The first Union Jack was designed in 1606 after James VI of Scotland inherited the English and Irish thrones as James I in 1603 an with that uniting the crowns of England, Scotland in a personal union. It was designed as a combination of the Flag of England (St. Georges Cross - red cross on a white background) and the Flag of Scotland (St Andrew's Cross - white saltire on a blue background) which formed the flag of Great Britain. When in 1801 were united Kingdom of Great Britain and the Kingdom of Ireland to create the United Kingdom of Great Britain and Ireland, a new Union Jack is designed, a combination of flag of of three older national flags: the red cross of St George for England and Wales, the white saltire of St Andrew for Scotland, and the red saltire of Saint Patrick's Flag of Ireland.

Flag was first supposed to be used as a jack at sea on military and civilian ships while land forces were to use flags of their nations. In 1634, King Charles I ordered for flag to be used only on royal ships. After the Acts of Union 1707 were passed flag became the official flag of Kingdom of Great Britain and land forces started using it as well, but with a lighter blue field to more resemble flag of Scotland. After unification of Kingdom of Great Britain and the Kingdom of Ireland in 1801, flag was declared Royal Flag and flown on all the King's forts and castles but nowhere else.

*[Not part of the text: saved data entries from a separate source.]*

//! HTTP client for the Quill API.
//!
//! Implements both collaborator contracts so an [`Editor`](crate::Editor)
//! can run against a remote server.

use reqwest::{Client, RequestBuilder, Response, StatusCode};
use serde::de::DeserializeOwned;
use tracing::{debug, warn};

use quill_types::api::{
    AuthResponse, CreateDocumentRequest, DocumentListResponse, DocumentResponse, LoginRequest,
    RegisterRequest, TransformRequest, TransformResponse,
};
use quill_types::{
    Document, DocumentId, DocumentPatch, DocumentStore, DocumentSummary, StoreError,
    TransformError, TransformKind, TransformService, User, UserId,
};

#[derive(Debug, Clone)]
pub struct ApiClient {
    http: Client,
    base_url: String,
    token: Option<String>,
    user: Option<User>,
}

impl ApiClient {
    pub fn new(base_url: impl Into<String>) -> Self {
        Self {
            http: Client::new(),
            base_url: base_url.into().trim_end_matches('/').to_string(),
            token: None,
            user: None,
        }
    }

    /// Resume a session from a token obtained earlier.
    pub fn with_session(base_url: impl Into<String>, token: String, user: User) -> Self {
        let mut client = Self::new(base_url);
        client.token = Some(token);
        client.user = Some(user);
        client
    }

    pub fn user(&self) -> Option<&User> {
        self.user.as_ref()
    }

    pub fn token(&self) -> Option<&str> {
        self.token.as_deref()
    }

    /// Log in with a username or email address.
    pub async fn login(&mut self, username: &str, password: &str) -> Result<&User, StoreError> {
        let body = LoginRequest {
            username: username.to_string(),
            password: password.to_string(),
        };
        let response = send(self.http.post(self.url("/auth/login")).json(&body)).await?;
        self.accept_auth(response).await
    }

    pub async fn register(&mut self, request: &RegisterRequest) -> Result<&User, StoreError> {
        let response = send(self.http.post(self.url("/auth/register")).json(request)).await?;
        self.accept_auth(response).await
    }

    pub fn logout(&mut self) {
        self.token = None;
        self.user = None;
    }

    async fn accept_auth(&mut self, response: Response) -> Result<&User, StoreError> {
        let auth: AuthResponse = expect_success(response).await?;
        debug!(user_id = %auth.user.id, "Authenticated");
        self.token = Some(auth.token);
        Ok(self.user.insert(auth.user))
    }

    fn url(&self, path: &str) -> String {
        format!("{}{}", self.base_url, path)
    }

    fn bearer(&self) -> Result<&str, StoreError> {
        self.token.as_deref().ok_or(StoreError::Unauthorized)
    }

    /// The token, provided `owner` is the signed-in user. The server scopes
    /// every request to the token's user, so any other owner is refused here.
    fn authorize(&self, owner: UserId) -> Result<&str, StoreError> {
        let token = self.bearer()?;
        match &self.user {
            Some(user) if user.id == owner => Ok(token),
            Some(_) => Err(StoreError::OwnerMismatch(owner)),
            None => Err(StoreError::Unauthorized),
        }
    }
}

async fn send(request: RequestBuilder) -> Result<Response, StoreError> {
    request
        .send()
        .await
        .map_err(|e| StoreError::Request(e.to_string()))
}

async fn expect_success<T: DeserializeOwned>(response: Response) -> Result<T, StoreError> {
    let status = response.status();
    if status == StatusCode::UNAUTHORIZED {
        return Err(StoreError::Unauthorized);
    }
    if !status.is_success() {
        return Err(StoreError::Status(status.as_u16()));
    }
    response
        .json()
        .await
        .map_err(|e| StoreError::Request(format!("malformed response: {}", e)))
}

/// `Ok(None)` for 404, which also covers documents owned by someone else.
async fn expect_found<T: DeserializeOwned>(response: Response) -> Result<Option<T>, StoreError> {
    if response.status() == StatusCode::NOT_FOUND {
        return Ok(None);
    }
    expect_success(response).await.map(Some)
}

impl DocumentStore for ApiClient {
    async fn fetch_all(&self, owner: UserId) -> Result<Vec<DocumentSummary>, StoreError> {
        let token = self.authorize(owner)?;
        let response = send(self.http.get(self.url("/documents")).bearer_auth(token)).await?;
        let list: DocumentListResponse = expect_success(response).await?;
        Ok(list.documents)
    }

    async fn fetch_one(
        &self,
        id: DocumentId,
        owner: UserId,
    ) -> Result<Option<Document>, StoreError> {
        let token = self.authorize(owner)?;
        let url = self.url(&format!("/documents/{}", id));
        let response = send(self.http.get(url).bearer_auth(token)).await?;
        let found: Option<DocumentResponse> = expect_found(response).await?;
        Ok(found.map(|r| r.document))
    }

    async fn create(
        &self,
        owner: UserId,
        title: &str,
        content: &str,
    ) -> Result<Document, StoreError> {
        let token = self.authorize(owner)?;
        let body = CreateDocumentRequest {
            title: Some(title.to_string()),
            content: Some(content.to_string()),
        };
        let response = send(
            self.http
                .post(self.url("/documents"))
                .bearer_auth(token)
                .json(&body),
        )
        .await?;
        let created: DocumentResponse = expect_success(response).await?;
        Ok(created.document)
    }

    async fn update(
        &self,
        id: DocumentId,
        owner: UserId,
        patch: DocumentPatch,
    ) -> Result<Option<Document>, StoreError> {
        let token = self.authorize(owner)?;
        let url = self.url(&format!("/documents/{}", id));
        let response = send(self.http.put(url).bearer_auth(token).json(&patch)).await?;
        let updated: Option<DocumentResponse> = expect_found(response).await?;
        Ok(updated.map(|r| r.document))
    }

    async fn soft_delete(&self, id: DocumentId, owner: UserId) -> Result<bool, StoreError> {
        let token = self.authorize(owner)?;
        let url = self.url(&format!("/documents/{}", id));
        let response = send(self.http.delete(url).bearer_auth(token)).await?;

        match response.status() {
            StatusCode::NOT_FOUND => Ok(false),
            StatusCode::UNAUTHORIZED => Err(StoreError::Unauthorized),
            status if status.is_success() => Ok(true),
            status => Err(StoreError::Status(status.as_u16())),
        }
    }
}

impl TransformService for ApiClient {
    async fn transform(&self, text: &str, kind: TransformKind) -> Result<String, TransformError> {
        if text.trim().is_empty() {
            return Err(TransformError::EmptyInput);
        }
        let token = self
            .bearer()
            .map_err(|e| TransformError::Provider(e.to_string()))?;

        let body = TransformRequest {
            text: text.to_string(),
            kind,
        };
        let response = self
            .http
            .post(self.url("/ai/transform"))
            .bearer_auth(token)
            .json(&body)
            .send()
            .await
            .map_err(|e| TransformError::Provider(e.to_string()))?;

        let status = response.status();
        if status == StatusCode::BAD_REQUEST {
            return Err(TransformError::EmptyInput);
        }
        if !status.is_success() {
            warn!(%status, %kind, "Transform request rejected");
            return Err(TransformError::Provider(format!("server returned {}", status)));
        }

        let parsed: TransformResponse = response
            .json()
            .await
            .map_err(|e| TransformError::Provider(format!("malformed response: {}", e)))?;
        if parsed.text.trim().is_empty() {
            return Err(TransformError::EmptyResponse);
        }
        Ok(parsed.text)
    }
}
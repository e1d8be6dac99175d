use std::sync::Arc;

use argon2::{
    Argon2, PasswordHash, PasswordHasher, PasswordVerifier,
    password_hash::{SaltString, rand_core::OsRng},
};
use axum::{
    Extension, Json,
    extract::{State, rejection::JsonRejection},
    http::StatusCode,
    response::IntoResponse,
};
use axum_extra::extract::cookie::{Cookie, CookieJar, SameSite};
use jsonwebtoken::{EncodingKey, Header, encode};
use tracing::{info, warn};
use uuid::Uuid;

use quill_ai::GeminiClient;
use quill_db::Database;
use quill_db::queries::NewUser;
use quill_types::api::{AuthResponse, Claims, LoginRequest, RegisterRequest};
use quill_types::{Role, User};

use crate::convert::{now_string, user_from_row};
use crate::run_blocking;

/// Name of the cookie carrying the session token.
pub const AUTH_COOKIE: &str = "auth-token";

pub type AppState = Arc<AppStateInner>;

pub struct AppStateInner {
    pub db: Database,
    pub jwt_secret: String,
    pub token_days: i64,
    /// `None` when no API key is configured; AI routes answer 503.
    pub ai: Option<GeminiClient>,
}

pub async fn register(
    State(state): State<AppState>,
    payload: Result<Json<RegisterRequest>, JsonRejection>,
) -> Result<impl IntoResponse, StatusCode> {
    // Missing fields are a plain 400 rather than axum's 422
    let Json(req) = payload.map_err(|_| StatusCode::BAD_REQUEST)?;

    let username = req.username.trim().to_lowercase();
    let email = req.email.trim().to_lowercase();
    let name = req.name.trim().to_string();
    if !(3..=32).contains(&username.chars().count()) {
        return Err(StatusCode::BAD_REQUEST);
    }
    if req.password.chars().count() < 8 || name.is_empty() || !email.contains('@') {
        return Err(StatusCode::BAD_REQUEST);
    }

    let (u, e) = (username.clone(), email.clone());
    if run_blocking(&state, move |db| db.user_exists(&u, &e)).await? {
        return Err(StatusCode::CONFLICT);
    }

    // Hash password with Argon2id
    let salt = SaltString::generate(&mut OsRng);
    let password_hash = Argon2::default()
        .hash_password(req.password.as_bytes(), &salt)
        .map_err(|_| StatusCode::INTERNAL_SERVER_ERROR)?
        .to_string();

    let user = User {
        id: Uuid::new_v4(),
        username,
        name,
        email,
        role: Role::Standard,
        created_at: chrono::Utc::now(),
    };

    let row_user = user.clone();
    let created_at = now_string();
    run_blocking(&state, move |db| {
        db.create_user(&NewUser {
            id: &row_user.id.to_string(),
            username: &row_user.username,
            name: &row_user.name,
            email: &row_user.email,
            password_hash: &password_hash,
            role: row_user.role.as_str(),
            created_at: &created_at,
        })
    })
    .await?;

    info!(user_id = %user.id, username = %user.username, "User registered");
    let token = create_token(&state.jwt_secret, &user, state.token_days)
        .map_err(|_| StatusCode::INTERNAL_SERVER_ERROR)?;
    let jar = CookieJar::new().add(session_cookie(token.clone()));

    Ok((StatusCode::CREATED, jar, Json(AuthResponse { user, token })))
}

/// `username` may be either the username or the email address.
pub async fn login(
    State(state): State<AppState>,
    jar: CookieJar,
    Json(req): Json<LoginRequest>,
) -> Result<impl IntoResponse, StatusCode> {
    let login = req.username.trim().to_lowercase();
    let row = run_blocking(&state, move |db| db.get_user_by_login(&login))
        .await?
        .ok_or(StatusCode::UNAUTHORIZED)?;

    // Verify password
    let parsed_hash =
        PasswordHash::new(&row.password).map_err(|_| StatusCode::INTERNAL_SERVER_ERROR)?;

    Argon2::default()
        .verify_password(req.password.as_bytes(), &parsed_hash)
        .map_err(|_| {
            warn!(username = %row.username, "Failed login attempt");
            StatusCode::UNAUTHORIZED
        })?;

    let user = user_from_row(row).ok_or(StatusCode::INTERNAL_SERVER_ERROR)?;
    let token = create_token(&state.jwt_secret, &user, state.token_days)
        .map_err(|_| StatusCode::INTERNAL_SERVER_ERROR)?;

    info!(user_id = %user.id, "User logged in");
    Ok((jar.add(session_cookie(token.clone())), Json(AuthResponse { user, token })))
}

pub async fn logout(jar: CookieJar) -> impl IntoResponse {
    (
        StatusCode::NO_CONTENT,
        jar.remove(Cookie::build(AUTH_COOKIE).path("/")),
    )
}

/// The signed-in user, re-read so deleted accounts stop resolving.
pub async fn me(
    State(state): State<AppState>,
    Extension(claims): Extension<Claims>,
) -> Result<impl IntoResponse, StatusCode> {
    let id = claims.sub.to_string();
    let row = run_blocking(&state, move |db| db.get_user_by_id(&id))
        .await?
        .ok_or(StatusCode::NOT_FOUND)?;
    let user = user_from_row(row).ok_or(StatusCode::INTERNAL_SERVER_ERROR)?;
    Ok(Json(user))
}

fn session_cookie(token: String) -> Cookie<'static> {
    Cookie::build((AUTH_COOKIE, token))
        .path("/")
        .http_only(true)
        .same_site(SameSite::Lax)
        .build()
}

pub fn create_token(secret: &str, user: &User, days: i64) -> anyhow::Result<String> {
    let claims = Claims {
        sub: user.id,
        username: user.username.clone(),
        role: user.role,
        exp: (chrono::Utc::now() + chrono::Duration::days(days)).timestamp() as usize,
    };

    let token = encode(
        &Header::default(),
        &claims,
        &EncodingKey::from_secret(secret.as_bytes()),
    )?;

    Ok(token)
}
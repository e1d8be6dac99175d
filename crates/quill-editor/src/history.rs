/// Linear undo/redo over whole-document snapshots.
///
/// Snapshots are full serialized content, never diffs. Documents are short
/// text, so the copies stay small.
#[derive(Debug, Default)]
pub struct History {
    undo_stack: Vec<String>,
    redo_stack: Vec<String>,
    /// Maximum undo depth; the oldest snapshots are dropped first.
    limit: Option<usize>,
}

impl History {
    pub fn new(limit: Option<usize>) -> Self {
        Self {
            undo_stack: Vec::new(),
            redo_stack: Vec::new(),
            limit,
        }
    }

    /// Call right before a mutating operation with the content it is about
    /// to replace. Invalidates the redo stack.
    pub fn record_before_change(&mut self, current: impl Into<String>) {
        self.redo_stack.clear();
        self.undo_stack.push(current.into());

        if let Some(limit) = self.limit {
            let excess = self.undo_stack.len().saturating_sub(limit);
            if excess > 0 {
                self.undo_stack.drain(..excess);
            }
        }
    }

    /// Returns the content to restore, or `None` if there is nothing to undo.
    pub fn undo(&mut self, current: &str) -> Option<String> {
        let previous = self.undo_stack.pop()?;
        self.redo_stack.push(current.to_string());
        Some(previous)
    }

    /// Mirror of [`History::undo`].
    pub fn redo(&mut self, current: &str) -> Option<String> {
        let next = self.redo_stack.pop()?;
        self.undo_stack.push(current.to_string());
        Some(next)
    }

    pub fn can_undo(&self) -> bool {
        !self.undo_stack.is_empty()
    }

    pub fn can_redo(&self) -> bool {
        !self.redo_stack.is_empty()
    }

    pub fn undo_depth(&self) -> usize {
        self.undo_stack.len()
    }

    pub fn redo_depth(&self) -> usize {
        self.redo_stack.len()
    }

    pub fn clear(&mut self) {
        self.undo_stack.clear();
        self.redo_stack.clear();
    }
}
use tracing::trace;

use crate::surface::{EditableSurface, TextRange};

/// Text the user had highlighted, and where, at a given surface revision.
#[derive(Debug, Clone, PartialEq, Eq)]
pub struct SelectionSnapshot {
    pub text: String,
    pub range: TextRange,
    pub revision: u64,
}

/// Follows the host selection and keeps it only while it is a real,
/// non-blank highlight inside the editing region.
#[derive(Debug, Default)]
pub struct SelectionTracker {
    current: Option<SelectionSnapshot>,
}

impl SelectionTracker {
    pub fn new() -> Self {
        Self::default()
    }

    /// Handle a selection-change notification.
    pub fn observe<S>(&mut self, surface: &S, revision: u64) -> Option<&SelectionSnapshot>
    where
        S: EditableSurface + ?Sized,
    {
        self.current = surface
            .selection()
            .filter(|sel| sel.within_region && !sel.range.is_empty())
            .filter(|sel| !sel.text.trim().is_empty())
            .map(|sel| SelectionSnapshot {
                text: sel.text,
                range: sel.range,
                revision,
            });

        trace!(tracked = self.current.is_some(), revision, "Selection changed");
        self.current.as_ref()
    }

    pub fn current(&self) -> Option<&SelectionSnapshot> {
        self.current.as_ref()
    }

    /// The snapshot, provided the document has not changed since it was taken.
    pub fn valid_at(&self, revision: u64) -> Option<&SelectionSnapshot> {
        self.current.as_ref().filter(|snap| snap.revision == revision)
    }

    pub fn clear(&mut self) {
        self.current = None;
    }
}

#[cfg(test)]
mod tests {
    use super::*;
    use crate::surface::MemorySurface;

    #[test]
    fn tracks_selections_inside_the_region() {
        let mut surface = MemorySurface::new("<p>the cat sat</p>");
        let mut tracker = SelectionTracker::new();

        surface.select_text("cat sat");
        let snap = tracker.observe(&surface, 1).unwrap();
        assert_eq!(snap.text, "cat sat");
        assert_eq!(snap.range, TextRange::new(7, 14));
    }

    #[test]
    fn collapsed_or_blank_selections_clear_the_value() {
        let mut surface = MemorySurface::new("<p>a   b</p>");
        let mut tracker = SelectionTracker::new();

        surface.select_text("a");
        assert!(tracker.observe(&surface, 0).is_some());

        surface.collapse_cursor_to(4);
        assert!(tracker.observe(&surface, 0).is_none());

        surface.select_text("   ");
        assert!(tracker.observe(&surface, 0).is_none());
    }

    #[test]
    fn selections_outside_the_region_are_ignored() {
        let mut surface = MemorySurface::new("<p>body</p>");
        let mut tracker = SelectionTracker::new();

        surface.select_text("body");
        tracker.observe(&surface, 0);
        surface.select_outside_region("Document title");
        assert!(tracker.observe(&surface, 0).is_none());
        assert!(tracker.current().is_none());
    }

    #[test]
    fn snapshots_expire_with_the_revision() {
        let mut surface = MemorySurface::new("<p>body</p>");
        let mut tracker = SelectionTracker::new();

        surface.select_text("body");
        tracker.observe(&surface, 3);
        assert!(tracker.valid_at(3).is_some());
        assert!(tracker.valid_at(4).is_none());
    }
}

There is no law that makes Union Jack a national flag of the United Kingdom but it became a national flag through precedent and tradition. First written mentioning of Union Jack as a national flag comes from 1908 when it was stated in Parliament that it should be regarded as such. It is , of course, more an official flag of the monarchy than of an union. Its civilian used is now permitted on land, but use at sea that is not naval or military is not allowed. Order that forbids use of Union Jack for civil ships is given in 17th century when the flag was used to avoid paying harbor duties which was a privilege of naval ships. From 1993 it is a criminal offence to display Union Flag from a British merchant or civilian ship if it’s not a Pilot Jack (Union Jack with white borders). Instead of Union Flag, naval ships fly white ensign, private and merchant boats fly red ensign and boats with special permission fly blue ensign. This ensigns contain the Union Flag as part of the design in upper left corner.

Today Union Jack is also flown above Buckingham Palace, Windsor Castle and Sandringham when The Queen is not in residence.